> [WHAT YOU ARE ASKED TO DO] How many lines in the entries below include the string "CourseId"? Answer with the number only.

> [Saved data entries]
---*---

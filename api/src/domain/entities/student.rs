//! Student domain entity
//!
//! Only the identity and entitlement parts of the student record are modelled.
//! Entitlements have set semantics: granting a module twice is a no-op.

use std::collections::BTreeSet;

use serde::{Deserialize, Serialize};

use super::offer::{CourseId, Module, ModuleId};
use super::SchoolId;

uuid_id!(
    /// Unique identifier for a student
    StudentId
);

#[derive(Debug, Clone, Serialize, Deserialize)]
pub struct Student {
    pub id: StudentId,
    pub school_id: SchoolId,
    pub name: String,
    pub email: String,
    pub available_modules: BTreeSet<ModuleId>,
    pub available_courses: BTreeSet<CourseId>,
}

impl Student {
    pub fn is_module_available(&self, module_id: &ModuleId) -> bool {
        self.available_modules.contains(module_id)
    }

    /// Union-add an entitlement. Returns true if anything changed.
    pub fn grant(&mut self, entitlement: &Entitlement) -> bool {
        let before = (self.available_modules.len(), self.available_courses.len());
        self.available_modules
            .extend(entitlement.modules.iter().copied());
        self.available_courses
            .extend(entitlement.courses.iter().copied());
        before != (self.available_modules.len(), self.available_courses.len())
    }

    /// Remove an entitlement. Returns true if anything changed.
    pub fn revoke(&mut self, entitlement: &Entitlement) -> bool {
        let before = (self.available_modules.len(), self.available_courses.len());
        self.available_modules
            .retain(|m| !entitlement.modules.contains(m));
        self.available_courses
            .retain(|c| !entitlement.courses.contains(c));
        before != (self.available_modules.len(), self.available_courses.len())
    }
}

/// Modules and owning courses unlocked by an offer
#[derive(Debug, Clone, Default, PartialEq, Eq)]
pub struct Entitlement {
    pub modules: BTreeSet<ModuleId>,
    pub courses: BTreeSet<CourseId>,
}

impl Entitlement {
    /// Collect module ids and the distinct set of their owning courses
    pub fn from_modules(modules: &[Module]) -> Self {
        Self {
            modules: modules.iter().map(|m| m.id).collect(),
            courses: modules.iter().map(|m| m.course_id).collect(),
        }
    }

    pub fn is_empty(&self) -> bool {
        self.modules.is_empty() && self.courses.is_empty()
    }
}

---*---

> [RESPONSE] 3